# Thinking About the Future: A Virtual Classroom to Bring Live Lectures to the Student



## Dr. Bob Gonzales (Jun 10, 2010)

Reformed Baptist Seminary recently celebrated its fifth anniversary. Since May 2005, we’ve grown from nine students to over seventy-five. With the increase of students, we not only remain committed to providing a theological education that’s sound, flexible, and affordable, but we also want to improve our product and expand our options. In addition to building a “Virtual Campus” website, where students can login, download lectures, access course information, and take exams, we’re also looking into the possibilities of constructing a “Virtual Classroom.” This would enable us not only to bring live lectures to students all over the country but also enable those students to participate in the class lectures. To read more about the prospects of an RBS Virtual Classroom, click the link below:

*Thinking About the Future: A Virtual Classroom to Bring Live Lectures to the Student*


----------



## Ivan (Jun 10, 2010)

Awesome.


----------



## Tim (Jun 11, 2010)

I have also thought about what the future will be like with regards to university education. What if I built a studio in my home with cameras and microphones and white boards, and I broadcast my lectures to students around the world via internet? The technology is already with us for this sort of thing. 

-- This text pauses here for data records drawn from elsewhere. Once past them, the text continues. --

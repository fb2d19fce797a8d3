use chrono::{DateTime, Utc};
use serde::{Deserialize, Serialize};

use crate::domains::view::{SortDirection, SortKey, SortSpec, SortValue, Viewable};

/// Donations left out of totals because they did not succeed
#[derive(Debug, Clone, Copy, Default, PartialEq, Eq, Serialize, Deserialize)]
pub struct StatusCounts {
    pub pending: u64,
    pub failed: u64,
}

/// Most recent succeeded gift
#[derive(Debug, Clone, Copy, PartialEq, Eq, Serialize, Deserialize)]
pub struct LatestDonation {
    pub amount_cents: u64,
    pub occurred_at: DateTime<Utc>,
}

/// Dashboard figures over succeeded donations.
///
/// `growth_percent` is `None` when the prior month has no giving to compare against.
#[derive(Debug, Clone, PartialEq, Serialize, Deserialize)]
pub struct AggregateSummary {
    pub current_period_total_cents: u64,
    pub prior_period_total_cents: u64,
    pub year_total_cents: u64,
    pub lifetime_total_cents: u64,
    pub growth_percent: Option<f64>,
    pub distinct_donor_count: u64,
    pub transaction_count: u64,
    pub average_donation_cents: Option<u64>,
    pub recurring_donor_count: u64,
    pub latest_donation: Option<LatestDonation>,
    pub excluded: StatusCounts,
}

impl AggregateSummary {
    pub fn empty() -> Self {
        Self {
            current_period_total_cents: 0,
            prior_period_total_cents: 0,
            year_total_cents: 0,
            lifetime_total_cents: 0,
            growth_percent: None,
            distinct_donor_count: 0,
            transaction_count: 0,
            average_donation_cents: None,
            recurring_donor_count: 0,
            latest_donation: None,
            excluded: StatusCounts::default(),
        }
    }
}

/// Per-donor totals, recomputed on every request
#[derive(Debug, Clone, PartialEq, Eq, Serialize, Deserialize)]
pub struct DonorRollup {
    pub donor_id: String,
    pub display_name: Option<String>,
    pub total_cents: u64,
    pub donation_count: u64,
    pub last_donation_at: DateTime<Utc>,
}

impl DonorRollup {
    /// Name shown in listings; falls back to the donor id until names are merged in
    pub fn label(&self) -> &str {
        self.display_name.as_deref().unwrap_or(&self.donor_id)
    }
}

impl Viewable for DonorRollup {
    const DEFAULT_SORT: SortSpec = SortSpec::new(SortKey::Amount, SortDirection::Descending);

    fn display_name(&self) -> &str {
        self.label()
    }

    fn category(&self) -> Option<&str> {
        None
    }

    fn occurred_at(&self) -> Option<DateTime<Utc>> {
        Some(self.last_donation_at)
    }

    fn sort_value(&self, key: SortKey) -> SortValue {
        match key {
            SortKey::Amount => SortValue::Amount(self.total_cents),
            SortKey::Name => SortValue::text(self.label()),
            SortKey::Date => SortValue::Date(self.last_donation_at),
            SortKey::Distance => SortValue::Missing,
        }
    }
}

/// Succeeded giving within one calendar month
#[derive(Debug, Clone, Copy, PartialEq, Eq, Serialize, Deserialize)]
pub struct MonthlyTotal {
    pub year: i32,
    /// 1-based
    pub month: u32,
    pub total_cents: u64,
    pub transaction_count: u64,
}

One of the things that I like about seminary training done in this way is that students can stay at their home church. Undergraduate men and women can stay at their family home while "attending" classes. This is especially good for Christian families who may not want to release their young adults to the wolvish wickedness of living on the campus of a secular university.


----------



## JBaldwin (Jun 11, 2010)

State universities are already doing this. Last fall, my husband and I visited a remote university classroom site which is at a research facility. Researchers who are professors are able to do their research away from campus and teach continue to teach their classes at the same time. It would be great if seminaries did the same thing.


----------



## Tim (Jun 11, 2010)

Could you provide a link? I have searched a bit, but don't think I have found precisely what you have mentioned, although I know that it must be out there.


----------



## Scott1 (Jun 11, 2010)

You're to be commended, Bob.

Not only for the solid theology being imparted and modeled, but for the forward looking use of technology to enable it.


----------



## jrdnoland (Jun 11, 2010)

It's a good idea. The only problem I have with any seminary level education is the cost. The church is not adequately equipped to train at this level, seminaries and universities charge way too much. The only free ones are less than adequate, in either their content or in their ability to provide enough mentor ship and testing.

People need to make a living, but all Christians also deserve and need adequate Christian education. People in Africa get lower cost training than in the USA.


----------